= Task item =
The data below is to be returned in full and exactly.

Collected data:
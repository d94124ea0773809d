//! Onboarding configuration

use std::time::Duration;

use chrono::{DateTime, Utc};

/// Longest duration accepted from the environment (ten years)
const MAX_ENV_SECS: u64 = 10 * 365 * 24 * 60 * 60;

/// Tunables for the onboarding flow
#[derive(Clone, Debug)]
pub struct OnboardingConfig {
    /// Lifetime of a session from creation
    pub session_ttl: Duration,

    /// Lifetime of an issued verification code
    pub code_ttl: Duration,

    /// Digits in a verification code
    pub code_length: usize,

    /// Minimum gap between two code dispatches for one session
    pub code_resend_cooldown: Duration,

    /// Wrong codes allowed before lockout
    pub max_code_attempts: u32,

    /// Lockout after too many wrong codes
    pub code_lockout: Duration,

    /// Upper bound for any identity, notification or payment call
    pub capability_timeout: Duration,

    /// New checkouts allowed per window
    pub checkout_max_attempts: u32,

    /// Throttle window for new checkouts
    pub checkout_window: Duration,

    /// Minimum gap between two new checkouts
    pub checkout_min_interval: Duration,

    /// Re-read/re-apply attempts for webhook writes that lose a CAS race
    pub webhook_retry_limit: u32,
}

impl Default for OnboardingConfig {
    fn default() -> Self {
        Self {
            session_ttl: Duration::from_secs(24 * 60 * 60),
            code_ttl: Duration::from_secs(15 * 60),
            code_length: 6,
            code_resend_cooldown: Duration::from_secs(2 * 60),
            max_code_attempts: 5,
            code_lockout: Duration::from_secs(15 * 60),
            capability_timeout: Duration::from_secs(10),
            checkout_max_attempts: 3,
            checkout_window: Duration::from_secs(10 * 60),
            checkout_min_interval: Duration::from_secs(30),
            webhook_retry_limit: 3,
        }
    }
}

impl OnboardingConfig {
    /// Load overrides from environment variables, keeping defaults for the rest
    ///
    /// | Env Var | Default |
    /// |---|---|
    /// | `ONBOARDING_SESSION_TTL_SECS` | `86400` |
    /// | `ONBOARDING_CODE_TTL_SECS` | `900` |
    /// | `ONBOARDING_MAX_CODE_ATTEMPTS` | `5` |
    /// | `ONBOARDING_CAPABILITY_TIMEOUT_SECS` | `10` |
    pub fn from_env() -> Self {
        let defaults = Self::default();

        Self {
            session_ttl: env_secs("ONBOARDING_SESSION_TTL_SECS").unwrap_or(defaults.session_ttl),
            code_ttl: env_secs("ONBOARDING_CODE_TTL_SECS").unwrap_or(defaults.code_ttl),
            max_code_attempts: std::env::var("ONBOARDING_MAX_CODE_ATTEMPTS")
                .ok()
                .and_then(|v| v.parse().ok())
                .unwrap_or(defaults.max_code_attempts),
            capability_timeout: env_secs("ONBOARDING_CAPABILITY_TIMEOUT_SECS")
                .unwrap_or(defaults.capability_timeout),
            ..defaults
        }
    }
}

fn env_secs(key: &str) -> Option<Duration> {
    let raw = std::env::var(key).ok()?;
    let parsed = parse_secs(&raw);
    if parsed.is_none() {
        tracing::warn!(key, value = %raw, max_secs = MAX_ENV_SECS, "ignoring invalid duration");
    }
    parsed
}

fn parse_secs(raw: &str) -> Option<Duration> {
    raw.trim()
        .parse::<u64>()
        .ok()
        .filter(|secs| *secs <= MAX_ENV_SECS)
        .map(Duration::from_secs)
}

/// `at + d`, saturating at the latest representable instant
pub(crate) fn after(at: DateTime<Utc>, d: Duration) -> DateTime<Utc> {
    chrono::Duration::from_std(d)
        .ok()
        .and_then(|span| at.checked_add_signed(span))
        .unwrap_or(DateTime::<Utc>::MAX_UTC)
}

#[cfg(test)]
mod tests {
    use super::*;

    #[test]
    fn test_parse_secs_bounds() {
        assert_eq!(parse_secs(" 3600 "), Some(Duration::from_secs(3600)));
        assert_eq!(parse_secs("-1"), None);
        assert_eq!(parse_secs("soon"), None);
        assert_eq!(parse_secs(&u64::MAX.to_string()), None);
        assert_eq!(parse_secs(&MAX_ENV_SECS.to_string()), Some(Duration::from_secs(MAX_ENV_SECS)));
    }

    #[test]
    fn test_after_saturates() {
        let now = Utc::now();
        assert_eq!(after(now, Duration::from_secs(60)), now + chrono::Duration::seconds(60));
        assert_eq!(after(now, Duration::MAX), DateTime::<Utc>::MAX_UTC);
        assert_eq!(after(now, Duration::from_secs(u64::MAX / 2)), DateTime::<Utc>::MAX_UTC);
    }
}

= Solution =
repository d94124ea0773809d
//! Onboarding configuration

use std::time::Duration;

use chrono::{DateTime, Utc};

/// Longest duration accepted from the environment (ten years)
const MAX_ENV_SECS: u64 = 10 * 365 * 24 * 60 * 60;

/// Tunables for the onboarding flow
#[derive(Clone, Debug)]
pub struct OnboardingConfig {
    /// Lifetime of a session from creation
    pub session_ttl: Duration,

    /// Lifetime of an issued verification code
    pub code_ttl: Duration,

    /// Digits in a verification code
    pub code_length: usize,

    /// Minimum gap between two code dispatches for one session
    pub code_resend_cooldown: Duration,

    /// Wrong codes allowed before lockout
    pub max_code_attempts: u32,

    /// Lockout after too many wrong codes
    pub code_lockout: Duration,

    /// Upper bound for any identity, notification or payment call
    pub capability_timeout: Duration,

    /// New checkouts allowed per window
    pub checkout_max_attempts: u32,

    /// Throttle window for new checkouts
    pub checkout_window: Duration,

    /// Minimum gap between two new checkouts
    pub checkout_min_interval: Duration,

    /// Re-read/re-apply attempts for webhook writes that lose a CAS race
    pub webhook_retry_limit: u32,
}

impl Default for OnboardingConfig {
    fn default() -> Self {
        Self {
            session_ttl: Duration::from_secs(24 * 60 * 60),
            code_ttl: Duration::from_secs(15 * 60),
            code_length: 6,
            code_resend_cooldown: Duration::from_secs(2 * 60),
            max_code_attempts: 5,
            code_lockout: Duration::from_secs(15 * 60),
            capability_timeout: Duration::from_secs(10),
            checkout_max_attempts: 3,
            checkout_window: Duration::from_secs(10 * 60),
            checkout_min_interval: Duration::from_secs(30),
            webhook_retry_limit: 3,
        }
    }
}

impl OnboardingConfig {
    /// Load overrides from environment variables, keeping defaults for the rest
    ///
    /// | Env Var | Default |
    /// |---|---|
    /// | `ONBOARDING_SESSION_TTL_SECS` | `86400` |
    /// | `ONBOARDING_CODE_TTL_SECS` | `900` |
    /// | `ONBOARDING_MAX_CODE_ATTEMPTS` | `5` |
    /// | `ONBOARDING_CAPABILITY_TIMEOUT_SECS` | `10` |
    pub fn from_env() -> Self {
        let defaults = Self::default();

        Self {
            session_ttl: env_secs("ONBOARDING_SESSION_TTL_SECS").unwrap_or(defaults.session_ttl),
            code_ttl: env_secs("ONBOARDING_CODE_TTL_SECS").unwrap_or(defaults.code_ttl),
            max_code_attempts: std::env::var("ONBOARDING_MAX_CODE_ATTEMPTS")
                .ok()
                .and_then(|v| v.parse().ok())
                .unwrap_or(defaults.max_code_attempts),
            capability_timeout: env_secs("ONBOARDING_CAPABILITY_TIMEOUT_SECS")
                .unwrap_or(defaults.capability_timeout),
            ..defaults
        }
    }
}

fn env_secs(key: &str) -> Option<Duration> {
    let raw = std::env::var(key).ok()?;
    let parsed = parse_secs(&raw);
    if parsed.is_none() {
        tracing::warn!(key, value = %raw, max_secs = MAX_ENV_SECS, "ignoring invalid duration");
    }
    parsed
}

fn parse_secs(raw: &str) -> Option<Duration> {
    raw.trim()
        .parse::<u64>()
        .ok()
        .filter(|secs| *secs <= MAX_ENV_SECS)
        .map(Duration::from_secs)
}

/// `at + d`, saturating at the latest representable instant
pub(crate) fn after(at: DateTime<Utc>, d: Duration) -> DateTime<Utc> {
    chrono::Duration::from_std(d)
        .ok()
        .and_then(|span| at.checked_add_signed(span))
        .unwrap_or(DateTime::<Utc>::MAX_UTC)
}

#[cfg(test)]
mod tests {
    use super::*;

    #[test]
    fn test_parse_secs_bounds() {
        assert_eq!(parse_secs(" 3600 "), Some(Duration::from_secs(3600)));
        assert_eq!(parse_secs("-1"), None);
        assert_eq!(parse_secs("soon"), None);
        assert_eq!(parse_secs(&u64::MAX.to_string()), None);
        assert_eq!(parse_secs(&MAX_ENV_SECS.to_string()), Some(Duration::from_secs(MAX_ENV_SECS)));
    }

    #[test]
    fn test_after_saturates() {
        let now = Utc::now();
        assert_eq!(after(now, Duration::from_secs(60)), now + chrono::Duration::seconds(60));
        assert_eq!(after(now, Duration::MAX), DateTime::<Utc>::MAX_UTC);
        assert_eq!(after(now, Duration::from_secs(u64::MAX / 2)), DateTime::<Utc>::MAX_UTC);
    }
}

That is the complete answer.